Desafios na saúde pública: como lidar com epidemias no Brasil?
Enviada em 16/09/2020
Em um dos episódios do seriado mexicano “Chaves”, todos os moradores da vila contraem catapora devido à imprudência de Chiquinha, já que ela contraria as normas de isolamento. De maneira similar, a postura errônea da personagem citada em nada difere da real situação sanitária do Brasil, pois a banalização comportamental do indivíduo, bem como a escassez de estudos científicos epidemiológicos são aspectos intensificadores desse caos moderno. Dessa maneira, reavaliar o comportamento social e as formas de profilaxia torna-se dever de cada brasileiro, a fim de que o cuidado com o próximo seja uma alternativa ao problema.
Nesse âmbito, a ausência de investimentos direcionados a estudos epidemiológicos evidencia a hegemonia de um corpo social moldado na leviandade, o que reforça comportamentos omissos. Nessa perspectiva, o pedagogo Paulo Freire traz a educação como o caminho para libertação e para autonomia dos indivíduos. Sob tal ótica, fica nítido que o ensino a respeito de doenças locais de disseminação vasta e rápida é indispensável, uma vez que ajuda a criar mecanismos para preveni-las de forma mais assertiva. Em verdade, é notório que assegurar maiores investimentos na área epidemiológica é um caminho inebriante para a prevenção às patologias que acometem a sociedade brasileira.
De outra parte, a socióloga Hannah Arendt, por meio da teoria da Banalidade do Mal, demonstra que a negligência a qualquer problema, como o persistente descaso com manifestações epidêmicas, pode desencadear um caos. Em face disso, tal preceito assume contornos específicos no Brasil, onde há quem sustente e propague certo sentimento de indiferença com as formas de profilaxia, já que o próprio indivíduo banaliza as ações de caráter preventivo. Em síntese, é preciso observar a elaboração de estratégias públicas de combate às epidemias como o caminho mais eficaz para a construção de um sistema de saúde eficiente.
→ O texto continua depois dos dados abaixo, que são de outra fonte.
//! Resizable render targets.

use std::sync::Arc;

use crate::device::GraphicsDevice;
use crate::error::RenderResult;
use crate::resources::Texture;
use crate::types::{SampleDescription, TextureDescriptor, TextureFormat, TextureUsage};

/// A render target of fixed format that is reallocated only when its size
/// or sample description changes.
#[derive(Debug)]
pub struct TargetTexture {
    format: TextureFormat,
    label: &'static str,
    texture: Option<Arc<Texture>>,
}

impl TargetTexture {
    pub fn new(format: TextureFormat, label: &'static str) -> Self {
        Self {
            format,
            label,
            texture: None,
        }
    }

    pub fn format(&self) -> TextureFormat {
        self.format
    }

    /// The current texture, if allocated.
    pub fn texture(&self) -> Option<&Arc<Texture>> {
        self.texture.as_ref()
    }

    /// Make sure the texture has the given size and samples.
    pub fn resize(
        &mut self,
        device: &Arc<GraphicsDevice>,
        width: u32,
        height: u32,
        sample: SampleDescription,
    ) -> RenderResult<Arc<Texture>> {
        if let Some(texture) = &self.texture
            && texture.matches(width, height, self.format, sample)
        {
            return Ok(texture.clone());
        }

        self.texture = None;
        let texture = device.create_texture(
            &TextureDescriptor::new_2d(width, height, self.format, TextureUsage::TARGET)
                .with_sample_count(sample.count)
                .with_label(self.label),
        )?;
        log::debug!(
            "Allocated {} {}x{} {:?} (x{})",
            self.label,
            width,
            height,
            self.format,
            sample.count
        );
        self.texture = Some(texture.clone());
        Ok(texture)
    }

    /// Release the texture.
    pub fn release(&mut self) {
        self.texture = None;
    }
}

/// Keep `slot` in `format`, replacing it when the format differs.
pub(crate) fn ensure_format<'a>(
    slot: &'a mut Option<TargetTexture>,
    format: TextureFormat,
    label: &'static str,
) -> &'a mut TargetTexture {
    if slot.as_ref().is_some_and(|target| target.format() != format) {
        *slot = None;
    }
    slot.get_or_insert_with(|| TargetTexture::new(format, label))
}

#[cfg(test)]
mod tests {
    use super::*;
    use crate::device::DeviceParameters;

    fn create_test_device() -> Arc<GraphicsDevice> {
        GraphicsDevice::new(&DeviceParameters::dummy()).unwrap()
    }

    #[test]
    fn test_resize_reuses_matching_texture() {
        let device = create_test_device();
        let mut target = TargetTexture::new(TextureFormat::Rgba8Unorm, "test");
        let a = target.resize(&device, 32, 32, SampleDescription::SINGLE).unwrap();
        let b = target.resize(&device, 32, 32, SampleDescription::SINGLE).unwrap();
        assert!(Arc::ptr_eq(&a, &b));
        let c = target.resize(&device, 64, 32, SampleDescription::SINGLE).unwrap();
        assert_eq!(c.size(), (64, 32));
        assert_eq!(device.textures_created(), 2);
    }

    #[test]
    fn test_ensure_format_replaces_on_change() {
        let mut slot = None;
        ensure_format(&mut slot, TextureFormat::Rgba8Unorm, "shot");
        assert_eq!(slot.as_ref().map(TargetTexture::format), Some(TextureFormat::Rgba8Unorm));
        ensure_format(&mut slot, TextureFormat::Rgba32Float, "shot");
        assert_eq!(slot.as_ref().map(TargetTexture::format), Some(TextureFormat::Rgba32Float));
    }
}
É necessário, portanto, que os atores sociais trabalhem juntos frente à incidência das pandemias no Brasil. Para tanto, o Ministério da Saúde em parceria com Iniciativas Privadas devem viabilizar a disponibilização de instrumentos, a formulação de políticas e recursos financeiros voltados para pesquisas e análises epidemiológicas, pois esses estudos podem direcionar as formas de atuação e as medidas a serem tomadas durante uma crise epidêmica. Além disso, tal empreitada intersocial será executada por intermédio de um ciclo de ações engajadas, a exemplo da presença de vigilância epidemiológica e da difusão de políticas públicas de apoio à construção de conhecimento científico, que incutam o sentimento de bem-estar no trato social. Por fim, objetiva-se distanciar a realidade brasileira da série “Chaves”.